Dataset extract section start
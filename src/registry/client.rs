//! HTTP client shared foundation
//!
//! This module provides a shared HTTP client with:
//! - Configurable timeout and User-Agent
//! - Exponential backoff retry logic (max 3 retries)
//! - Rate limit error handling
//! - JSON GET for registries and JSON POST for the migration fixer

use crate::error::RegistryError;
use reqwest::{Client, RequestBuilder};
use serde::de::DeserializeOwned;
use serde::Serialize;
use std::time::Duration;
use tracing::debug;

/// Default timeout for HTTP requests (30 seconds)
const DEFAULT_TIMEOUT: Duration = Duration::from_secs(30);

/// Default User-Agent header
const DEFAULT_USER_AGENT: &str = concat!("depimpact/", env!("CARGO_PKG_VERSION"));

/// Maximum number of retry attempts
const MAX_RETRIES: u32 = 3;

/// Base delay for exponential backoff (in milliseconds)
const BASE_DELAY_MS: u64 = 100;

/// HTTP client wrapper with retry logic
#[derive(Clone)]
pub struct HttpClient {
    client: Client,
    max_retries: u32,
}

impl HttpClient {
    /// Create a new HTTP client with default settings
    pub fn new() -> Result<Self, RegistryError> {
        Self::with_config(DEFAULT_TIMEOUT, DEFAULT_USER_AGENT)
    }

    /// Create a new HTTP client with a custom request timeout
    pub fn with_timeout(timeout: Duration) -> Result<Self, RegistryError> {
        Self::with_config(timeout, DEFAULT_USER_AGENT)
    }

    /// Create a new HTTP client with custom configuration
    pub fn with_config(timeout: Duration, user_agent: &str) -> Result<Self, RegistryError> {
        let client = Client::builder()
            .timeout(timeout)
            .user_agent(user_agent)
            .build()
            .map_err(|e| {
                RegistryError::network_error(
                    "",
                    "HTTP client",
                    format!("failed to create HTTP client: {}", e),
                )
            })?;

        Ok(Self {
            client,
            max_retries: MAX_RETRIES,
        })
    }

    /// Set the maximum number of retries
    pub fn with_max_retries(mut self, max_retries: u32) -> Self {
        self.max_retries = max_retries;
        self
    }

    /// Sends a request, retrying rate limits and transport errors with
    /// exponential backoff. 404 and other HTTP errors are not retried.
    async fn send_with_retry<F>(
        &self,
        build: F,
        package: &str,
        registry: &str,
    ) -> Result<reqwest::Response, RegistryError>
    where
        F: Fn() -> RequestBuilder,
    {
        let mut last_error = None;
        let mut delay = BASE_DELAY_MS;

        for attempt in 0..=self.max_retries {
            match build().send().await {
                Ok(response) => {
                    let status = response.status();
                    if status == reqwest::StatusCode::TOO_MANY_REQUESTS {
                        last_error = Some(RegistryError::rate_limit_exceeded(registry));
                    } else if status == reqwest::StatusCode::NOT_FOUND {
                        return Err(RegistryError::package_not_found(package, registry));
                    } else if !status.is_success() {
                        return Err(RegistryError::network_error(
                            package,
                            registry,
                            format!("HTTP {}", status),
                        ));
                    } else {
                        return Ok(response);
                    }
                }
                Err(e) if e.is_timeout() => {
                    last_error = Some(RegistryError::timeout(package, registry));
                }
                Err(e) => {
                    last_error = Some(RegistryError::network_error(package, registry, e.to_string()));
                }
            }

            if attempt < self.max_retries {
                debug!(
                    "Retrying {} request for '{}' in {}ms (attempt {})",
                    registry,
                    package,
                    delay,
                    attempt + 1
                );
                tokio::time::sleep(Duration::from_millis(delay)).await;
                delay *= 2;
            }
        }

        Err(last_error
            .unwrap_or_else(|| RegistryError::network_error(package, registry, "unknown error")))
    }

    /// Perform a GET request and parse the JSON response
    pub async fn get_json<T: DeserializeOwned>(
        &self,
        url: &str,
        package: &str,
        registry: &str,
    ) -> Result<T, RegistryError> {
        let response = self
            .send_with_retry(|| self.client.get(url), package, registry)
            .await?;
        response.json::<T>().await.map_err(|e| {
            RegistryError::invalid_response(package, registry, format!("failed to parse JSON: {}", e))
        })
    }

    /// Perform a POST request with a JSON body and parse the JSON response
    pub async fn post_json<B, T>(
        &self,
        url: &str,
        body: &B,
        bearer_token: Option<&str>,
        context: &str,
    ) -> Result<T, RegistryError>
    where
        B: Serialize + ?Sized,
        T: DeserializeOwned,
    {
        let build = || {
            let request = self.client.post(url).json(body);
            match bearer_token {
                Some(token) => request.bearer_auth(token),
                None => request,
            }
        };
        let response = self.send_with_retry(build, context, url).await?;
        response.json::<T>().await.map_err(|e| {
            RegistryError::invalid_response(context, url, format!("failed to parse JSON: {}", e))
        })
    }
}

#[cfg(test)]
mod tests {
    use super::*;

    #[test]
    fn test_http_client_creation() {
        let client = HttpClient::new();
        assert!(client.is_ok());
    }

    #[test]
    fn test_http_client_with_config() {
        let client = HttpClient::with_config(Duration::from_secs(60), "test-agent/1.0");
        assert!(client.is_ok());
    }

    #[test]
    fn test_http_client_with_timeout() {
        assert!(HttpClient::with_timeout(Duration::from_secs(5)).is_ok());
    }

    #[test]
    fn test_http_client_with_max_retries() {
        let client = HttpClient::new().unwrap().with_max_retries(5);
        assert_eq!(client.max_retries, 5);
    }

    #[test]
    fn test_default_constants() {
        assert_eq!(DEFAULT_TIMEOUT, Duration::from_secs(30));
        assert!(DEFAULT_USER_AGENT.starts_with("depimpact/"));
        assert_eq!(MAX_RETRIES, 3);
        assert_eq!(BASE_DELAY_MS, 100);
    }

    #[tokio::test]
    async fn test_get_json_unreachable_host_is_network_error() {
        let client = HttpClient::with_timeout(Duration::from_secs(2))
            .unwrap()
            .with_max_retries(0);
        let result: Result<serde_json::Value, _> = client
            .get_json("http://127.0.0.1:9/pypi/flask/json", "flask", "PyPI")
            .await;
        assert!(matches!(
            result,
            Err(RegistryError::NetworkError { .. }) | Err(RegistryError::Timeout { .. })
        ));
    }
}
Dataset extract section end
Dataset extract section start
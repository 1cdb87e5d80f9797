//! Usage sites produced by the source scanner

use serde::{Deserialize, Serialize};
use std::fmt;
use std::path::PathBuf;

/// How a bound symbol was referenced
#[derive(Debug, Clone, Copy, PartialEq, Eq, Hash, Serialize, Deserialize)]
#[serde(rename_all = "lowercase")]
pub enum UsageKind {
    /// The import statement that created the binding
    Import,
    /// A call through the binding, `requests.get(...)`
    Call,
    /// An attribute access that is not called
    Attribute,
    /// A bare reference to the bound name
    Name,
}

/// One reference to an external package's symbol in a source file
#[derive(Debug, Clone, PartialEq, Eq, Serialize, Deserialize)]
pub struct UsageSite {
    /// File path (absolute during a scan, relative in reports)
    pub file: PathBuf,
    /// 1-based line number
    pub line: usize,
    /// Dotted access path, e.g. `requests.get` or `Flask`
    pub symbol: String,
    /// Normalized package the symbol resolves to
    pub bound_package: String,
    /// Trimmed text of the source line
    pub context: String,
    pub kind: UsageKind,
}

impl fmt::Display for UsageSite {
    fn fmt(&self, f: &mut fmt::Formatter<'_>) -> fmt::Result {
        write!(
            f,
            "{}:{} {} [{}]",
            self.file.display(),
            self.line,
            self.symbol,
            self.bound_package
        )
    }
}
Dataset extract section end
Dataset extract section start
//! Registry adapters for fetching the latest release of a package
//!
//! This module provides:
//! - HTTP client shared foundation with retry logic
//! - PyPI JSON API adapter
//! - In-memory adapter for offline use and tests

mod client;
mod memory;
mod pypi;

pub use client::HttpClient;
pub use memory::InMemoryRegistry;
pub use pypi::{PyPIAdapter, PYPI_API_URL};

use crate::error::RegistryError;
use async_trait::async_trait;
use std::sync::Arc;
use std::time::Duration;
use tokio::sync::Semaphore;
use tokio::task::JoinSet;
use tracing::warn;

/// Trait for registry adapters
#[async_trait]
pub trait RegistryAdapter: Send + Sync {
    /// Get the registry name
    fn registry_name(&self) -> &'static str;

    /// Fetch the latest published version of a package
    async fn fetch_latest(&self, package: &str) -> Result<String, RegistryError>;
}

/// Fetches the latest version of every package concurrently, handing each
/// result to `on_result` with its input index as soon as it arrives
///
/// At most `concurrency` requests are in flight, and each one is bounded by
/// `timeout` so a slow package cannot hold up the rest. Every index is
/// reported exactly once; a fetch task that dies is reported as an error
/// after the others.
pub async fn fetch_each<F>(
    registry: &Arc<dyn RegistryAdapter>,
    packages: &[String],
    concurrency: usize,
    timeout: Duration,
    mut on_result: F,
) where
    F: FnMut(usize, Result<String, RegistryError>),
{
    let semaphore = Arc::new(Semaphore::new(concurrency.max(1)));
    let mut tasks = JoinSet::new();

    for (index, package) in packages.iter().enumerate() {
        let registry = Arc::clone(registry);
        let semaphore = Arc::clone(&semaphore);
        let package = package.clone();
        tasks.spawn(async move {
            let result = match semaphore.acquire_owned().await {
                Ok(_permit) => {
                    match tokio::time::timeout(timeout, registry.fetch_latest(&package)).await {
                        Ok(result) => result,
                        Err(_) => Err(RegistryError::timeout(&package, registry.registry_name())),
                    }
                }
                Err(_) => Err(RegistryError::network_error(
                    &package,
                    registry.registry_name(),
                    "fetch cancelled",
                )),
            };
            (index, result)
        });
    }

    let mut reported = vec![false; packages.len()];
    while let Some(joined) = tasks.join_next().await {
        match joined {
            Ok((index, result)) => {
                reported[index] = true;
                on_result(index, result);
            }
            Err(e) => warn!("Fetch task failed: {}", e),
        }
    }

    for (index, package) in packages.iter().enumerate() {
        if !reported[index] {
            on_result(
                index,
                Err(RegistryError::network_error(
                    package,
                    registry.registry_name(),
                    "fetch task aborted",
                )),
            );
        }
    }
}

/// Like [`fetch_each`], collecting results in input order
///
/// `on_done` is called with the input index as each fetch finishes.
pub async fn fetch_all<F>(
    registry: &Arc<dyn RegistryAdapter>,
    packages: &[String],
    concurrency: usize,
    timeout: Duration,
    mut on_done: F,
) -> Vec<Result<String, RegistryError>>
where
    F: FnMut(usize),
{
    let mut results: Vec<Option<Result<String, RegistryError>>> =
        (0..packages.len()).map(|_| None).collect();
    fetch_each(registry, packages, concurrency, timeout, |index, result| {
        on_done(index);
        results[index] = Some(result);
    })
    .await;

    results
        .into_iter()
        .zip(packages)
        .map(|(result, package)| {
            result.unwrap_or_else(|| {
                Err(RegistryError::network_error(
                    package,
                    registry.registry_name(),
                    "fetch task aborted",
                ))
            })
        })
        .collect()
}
Dataset extract section end
_Your instructions_:
Select from the material above each line in which the string "results" appears, and list those lines.

_Answer to this problem_:
/// Like [`fetch_each`], collecting results in input order
    let mut results: Vec<Option<Result<String, RegistryError>>> =
        results[index] = Some(result);
    results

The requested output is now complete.